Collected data
---*---
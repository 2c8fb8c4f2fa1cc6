//! Single draggable task row.

use super::drag::{DragPayload, Draggable};
use super::templates::{RenderError, TASK_ITEM, Templates};
use crate::board::domain::Task;
use minijinja::context;

/// View of one task inside a [`super::TaskList`].
#[derive(Debug, Clone, PartialEq, Eq)]
pub struct TaskItem {
    task: Task,
}

impl TaskItem {
    /// Creates a row for `task`.
    #[must_use]
    pub const fn new(task: Task) -> Self {
        Self { task }
    }

    /// Returns the displayed task.
    #[must_use]
    pub const fn task(&self) -> &Task {
        &self.task
    }

    /// Returns the element id, which is the task id.
    #[must_use]
    pub fn element_id(&self) -> &str {
        self.task.id().as_str()
    }

    /// Renders the `<li>` fragment showing title, deadline and description.
    ///
    /// # Errors
    ///
    /// Returns [`RenderError`] when the template fails to render.
    pub fn render(&self) -> Result<String, RenderError> {
        self.render_with(&Templates::load()?)
    }

    pub(super) fn render_with(&self, templates: &Templates) -> Result<String, RenderError> {
        templates.render(TASK_ITEM, context! { task => &self.task })
    }
}

impl Draggable for TaskItem {
    fn drag_start(&self) -> DragPayload {
        DragPayload::text(self.task.id().as_str())
    }
}
//! When steps for task board BDD scenarios.

use super::world::{TaskBoardWorld, parse_status};
use mockable::DefaultClock;
use rstest_bdd_macros::when;
use taskboard::board::{
    adapters::view::{DragPayload, DragTarget},
    domain::TaskStatus,
};

#[when(r#"the task "{id}" titled "{title}" due "{deadline}" is added"#)]
fn task_is_added(world: &mut TaskBoardWorld, id: String, title: String, deadline: String) {
    let description = format!("{title} before the deadline");
    world.store.add_task(id, title, description, deadline);
}

#[when(r#"the task "{id}" is dropped on the "{status}" list"#)]
fn task_is_dropped(
    world: &mut TaskBoardWorld,
    id: String,
    status: String,
) -> Result<(), eyre::Report> {
    let target = parse_status(&status)?;
    let payload = DragPayload::text(id);
    let TaskBoardWorld {
        store,
        active,
        finished,
        ..
    } = world;
    let list = match target {
        TaskStatus::Active => active,
        TaskStatus::Finished => finished,
    };
    eyre::ensure!(list.drag_over(&payload), "list should accept a text payload");
    list.drop_payload(&payload, store);
    Ok(())
}

#[when("the form is submitted")]
fn form_is_submitted(world: &mut TaskBoardWorld) {
    let result = world.form.submit(&mut world.store, &DefaultClock);
    world.last_submission = Some(result);
}
//! Identifier type for the task domain.

use serde::{Deserialize, Serialize};
use std::fmt;
use uuid::Uuid;

/// Opaque identifier for a task.
///
/// Identifiers are assigned by the caller when a task is added. The store
/// treats them as plain strings and never checks them for uniqueness.
#[derive(Debug, Clone, PartialEq, Eq, Hash, PartialOrd, Ord, Serialize, Deserialize)]
#[serde(transparent)]
pub struct TaskId(String);

impl TaskId {
    /// Wraps an existing identifier string.
    #[must_use]
    pub fn new(value: impl Into<String>) -> Self {
        Self(value.into())
    }

    /// Generates a fresh random identifier.
    #[must_use]
    pub fn generate() -> Self {
        Self(Uuid::new_v4().simple().to_string())
    }

    /// Returns the identifier as `str`.
    #[must_use]
    pub fn as_str(&self) -> &str {
        &self.0
    }

    /// Consumes the identifier and returns the inner string.
    #[must_use]
    pub fn into_inner(self) -> String {
        self.0
    }
}

impl From<&str> for TaskId {
    fn from(value: &str) -> Self {
        Self::new(value)
    }
}

impl From<String> for TaskId {
    fn from(value: String) -> Self {
        Self(value)
    }
}

impl AsRef<str> for TaskId {
    fn as_ref(&self) -> &str {
        self.as_str()
    }
}

impl PartialEq<str> for TaskId {
    fn eq(&self, other: &str) -> bool {
        self.0 == other
    }
}

impl PartialEq<&str> for TaskId {
    fn eq(&self, other: &&str) -> bool {
        self.0 == *other
    }
}

impl fmt::Display for TaskId {
    fn fmt(&self, f: &mut fmt::Formatter<'_>) -> fmt::Result {
        f.write_str(&self.0)
    }
}
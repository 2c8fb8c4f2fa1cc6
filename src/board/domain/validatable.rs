//! Transient validation request.

use std::fmt;

/// The value carried by a [`Validatable`].
///
/// Length and date constraints only apply to [`ValidatableValue::Text`].
#[derive(Debug, Clone, PartialEq)]
pub enum ValidatableValue {
    /// Free text as entered by the user.
    Text(String),
    /// A numeric value.
    Number(f64),
}

impl ValidatableValue {
    /// Returns the text when the value is textual.
    #[must_use]
    pub fn as_text(&self) -> Option<&str> {
        match self {
            Self::Text(text) => Some(text),
            Self::Number(_) => None,
        }
    }
}

impl fmt::Display for ValidatableValue {
    fn fmt(&self, f: &mut fmt::Formatter<'_>) -> fmt::Result {
        match self {
            Self::Text(text) => f.write_str(text),
            Self::Number(number) => write!(f, "{number}"),
        }
    }
}

impl From<&str> for ValidatableValue {
    fn from(value: &str) -> Self {
        Self::Text(value.to_owned())
    }
}

impl From<String> for ValidatableValue {
    fn from(value: String) -> Self {
        Self::Text(value)
    }
}

impl From<f64> for ValidatableValue {
    fn from(value: f64) -> Self {
        Self::Number(value)
    }
}

impl From<i32> for ValidatableValue {
    fn from(value: i32) -> Self {
        Self::Number(f64::from(value))
    }
}

/// A value plus the constraints it must satisfy.
///
/// Built fresh for every validation attempt and checked with
/// [`crate::board::validation::validate`].
///
/// # Examples
///
/// ```
/// use taskboard::board::domain::Validatable;
///
/// let request = Validatable::new("Write report").required().min_length(5);
/// assert!(request.is_required());
/// assert_eq!(request.min_length_bound(), Some(5));
/// ```
#[derive(Debug, Clone, PartialEq)]
pub struct Validatable {
    value: ValidatableValue,
    required: bool,
    min_length: Option<usize>,
    max_length: Option<usize>,
    must_be_future_date: bool,
}

impl Validatable {
    /// Creates a request with no constraints enabled.
    #[must_use]
    pub fn new(value: impl Into<ValidatableValue>) -> Self {
        Self {
            value: value.into(),
            required: false,
            min_length: None,
            max_length: None,
            must_be_future_date: false,
        }
    }

    /// Requires a non-blank value.
    #[must_use]
    pub const fn required(mut self) -> Self {
        self.required = true;
        self
    }

    /// Sets an inclusive lower bound on text length.
    #[must_use]
    pub const fn min_length(mut self, min: usize) -> Self {
        self.min_length = Some(min);
        self
    }

    /// Sets an inclusive upper bound on text length.
    #[must_use]
    pub const fn max_length(mut self, max: usize) -> Self {
        self.max_length = Some(max);
        self
    }

    /// Requires text that parses as a date no earlier than now.
    #[must_use]
    pub const fn must_be_future_date(mut self) -> Self {
        self.must_be_future_date = true;
        self
    }

    /// Returns the value under validation.
    #[must_use]
    pub const fn value(&self) -> &ValidatableValue {
        &self.value
    }

    /// Returns whether the value is required.
    #[must_use]
    pub const fn is_required(&self) -> bool {
        self.required
    }

    /// Returns the minimum length, if enabled.
    #[must_use]
    pub const fn min_length_bound(&self) -> Option<usize> {
        self.min_length
    }

    /// Returns the maximum length, if enabled.
    #[must_use]
    pub const fn max_length_bound(&self) -> Option<usize> {
        self.max_length
    }

    /// Returns whether the value must be a future date.
    #[must_use]
    pub const fn requires_future_date(&self) -> bool {
        self.must_be_future_date
    }
}
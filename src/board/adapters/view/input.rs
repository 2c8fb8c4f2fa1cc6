//! Task creation form.

use super::config::TaskFormConfig;
use super::templates::{RenderError, TASK_INPUT, Templates};
use crate::board::domain::{TaskId, Validatable, ValidationError};
use crate::board::services::TaskStore;
use crate::board::validation;
use minijinja::context;
use mockable::Clock;
use std::fmt;
use thiserror::Error;
use tracing::{debug, info};

/// Form field names.
#[derive(Debug, Clone, Copy, PartialEq, Eq, Hash)]
pub enum TaskField {
    /// The task title.
    Title,
    /// The task description.
    Description,
    /// The task deadline.
    Deadline,
}

impl TaskField {
    /// Returns the field's element id.
    #[must_use]
    pub const fn as_str(self) -> &'static str {
        match self {
            Self::Title => "title",
            Self::Description => "description",
            Self::Deadline => "deadline",
        }
    }
}

impl fmt::Display for TaskField {
    fn fmt(&self, f: &mut fmt::Formatter<'_>) -> fmt::Result {
        f.write_str(self.as_str())
    }
}

/// A validation failure attributed to one form field.
#[derive(Debug, Clone, PartialEq, Eq)]
pub struct FieldError {
    /// The offending field.
    pub field: TaskField,
    /// What was wrong with it.
    pub error: ValidationError,
}

impl fmt::Display for FieldError {
    fn fmt(&self, f: &mut fmt::Formatter<'_>) -> fmt::Result {
        write!(f, "{}: {}", self.field, self.error)
    }
}

/// Errors returned by [`TaskInput`].
#[derive(Debug, Clone, Error, PartialEq, Eq)]
pub enum TaskInputError {
    /// One or more fields failed validation.
    #[error("invalid task input: {}", format_field_errors(.0))]
    InvalidInput(Vec<FieldError>),
}

fn format_field_errors(errors: &[FieldError]) -> String {
    errors
        .iter()
        .map(ToString::to_string)
        .collect::<Vec<_>>()
        .join("; ")
}

impl TaskInputError {
    /// Returns the fields that failed validation.
    #[must_use]
    pub fn fields(&self) -> Vec<TaskField> {
        match self {
            Self::InvalidInput(errors) => errors.iter().map(|error| error.field).collect(),
        }
    }
}

/// Validated form values ready to become a task.
#[derive(Debug, Clone, PartialEq, Eq)]
pub struct TaskDraft {
    /// Entered title.
    pub title: String,
    /// Entered description.
    pub description: String,
    /// Entered deadline.
    pub deadline: String,
}

/// The task creation form.
///
/// # Examples
///
/// ```
/// use mockable::DefaultClock;
/// use taskboard::board::adapters::view::TaskInput;
/// use taskboard::board::services::TaskStore;
///
/// let mut store = TaskStore::new();
/// let mut form = TaskInput::new();
/// form.set_title("Buy milk");
/// form.set_description("Get milk from store");
/// form.set_deadline("2999-01-01");
///
/// let id = form.submit(&mut store, &DefaultClock).expect("valid input");
/// assert_eq!(store.get(&id).map(|task| task.title()), Some("Buy milk"));
/// assert!(form.title().is_empty());
/// ```
#[derive(Debug, Clone, Default)]
pub struct TaskInput {
    config: TaskFormConfig,
    title: String,
    description: String,
    deadline: String,
}

impl TaskInput {
    /// Creates an empty form with the default constraints.
    #[must_use]
    pub fn new() -> Self {
        Self::default()
    }

    /// Creates an empty form with custom constraints.
    #[must_use]
    pub fn with_config(config: TaskFormConfig) -> Self {
        Self {
            config,
            ..Self::default()
        }
    }

    /// Returns the form constraints.
    #[must_use]
    pub const fn config(&self) -> &TaskFormConfig {
        &self.config
    }

    /// Returns the entered title.
    #[must_use]
    pub fn title(&self) -> &str {
        &self.title
    }

    /// Returns the entered description.
    #[must_use]
    pub fn description(&self) -> &str {
        &self.description
    }

    /// Returns the entered deadline.
    #[must_use]
    pub fn deadline(&self) -> &str {
        &self.deadline
    }

    /// Replaces the title field.
    pub fn set_title(&mut self, title: impl Into<String>) {
        self.title = title.into();
    }

    /// Replaces the description field.
    pub fn set_description(&mut self, description: impl Into<String>) {
        self.description = description.into();
    }

    /// Replaces the deadline field.
    pub fn set_deadline(&mut self, deadline: impl Into<String>) {
        self.deadline = deadline.into();
    }

    /// Validates every field and returns the entered values.
    ///
    /// # Errors
    ///
    /// Returns [`TaskInputError::InvalidInput`] listing each failing field.
    pub fn gather_user_input(&self, clock: &impl Clock) -> Result<TaskDraft, TaskInputError> {
        let checks = [
            (TaskField::Title, self.config.title_rule(&self.title)),
            (
                TaskField::Description,
                self.config.description_rule(&self.description),
            ),
            (TaskField::Deadline, self.config.deadline_rule(&self.deadline)),
        ];
        let errors: Vec<FieldError> = checks
            .iter()
            .filter_map(|(field, rule)| field_error(*field, rule, clock))
            .collect();

        if !errors.is_empty() {
            return Err(TaskInputError::InvalidInput(errors));
        }

        Ok(TaskDraft {
            title: self.title.clone(),
            description: self.description.clone(),
            deadline: self.deadline.clone(),
        })
    }

    /// Validates the form, adds the task to `store`, and clears the fields.
    ///
    /// The new task gets a freshly generated id. On failure the fields keep
    /// their values and the store is untouched.
    ///
    /// # Errors
    ///
    /// Returns [`TaskInputError::InvalidInput`] when validation fails.
    pub fn submit(
        &mut self,
        store: &mut TaskStore,
        clock: &impl Clock,
    ) -> Result<TaskId, TaskInputError> {
        let draft = self.gather_user_input(clock).inspect_err(|error| {
            debug!(%error, "task input rejected");
        })?;
        let id = TaskId::generate();
        info!(task_id = %id, title = %draft.title, "task submitted");
        store.add_task(id.clone(), draft.title, draft.description, draft.deadline);
        self.clear_inputs();
        Ok(id)
    }

    /// Empties every field.
    pub fn clear_inputs(&mut self) {
        self.title.clear();
        self.description.clear();
        self.deadline.clear();
    }

    /// Renders the form with the current field values.
    ///
    /// # Errors
    ///
    /// Returns [`RenderError`] when the template fails to render.
    pub fn render(&self) -> Result<String, RenderError> {
        Templates::load()?.render(
            TASK_INPUT,
            context! {
                title => &self.title,
                description => &self.description,
                deadline => &self.deadline,
            },
        )
    }
}

fn field_error(field: TaskField, rule: &Validatable, clock: &impl Clock) -> Option<FieldError> {
    validation::check(rule, clock)
        .err()
        .map(|error| FieldError { field, error })
}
---*---
### TASK DESCRIPTION:
Your answer should be exactly the lines of the data above, from the first through the line containing "board BDD scenarios.".

### ANSWER BELOW:
repository 2c8fb8c4f2fa1cc6
//! Single draggable task row.

use super::drag::{DragPayload, Draggable};
use super::templates::{RenderError, TASK_ITEM, Templates};
use crate::board::domain::Task;
use minijinja::context;

/// View of one task inside a [`super::TaskList`].
#[derive(Debug, Clone, PartialEq, Eq)]
pub struct TaskItem {
    task: Task,
}

impl TaskItem {
    /// Creates a row for `task`.
    #[must_use]
    pub const fn new(task: Task) -> Self {
        Self { task }
    }

    /// Returns the displayed task.
    #[must_use]
    pub const fn task(&self) -> &Task {
        &self.task
    }

    /// Returns the element id, which is the task id.
    #[must_use]
    pub fn element_id(&self) -> &str {
        self.task.id().as_str()
    }

    /// Renders the `<li>` fragment showing title, deadline and description.
    ///
    /// # Errors
    ///
    /// Returns [`RenderError`] when the template fails to render.
    pub fn render(&self) -> Result<String, RenderError> {
        self.render_with(&Templates::load()?)
    }

    pub(super) fn render_with(&self, templates: &Templates) -> Result<String, RenderError> {
        templates.render(TASK_ITEM, context! { task => &self.task })
    }
}

impl Draggable for TaskItem {
    fn drag_start(&self) -> DragPayload {
        DragPayload::text(self.task.id().as_str())
    }
}
//! When steps for task board BDD scenarios.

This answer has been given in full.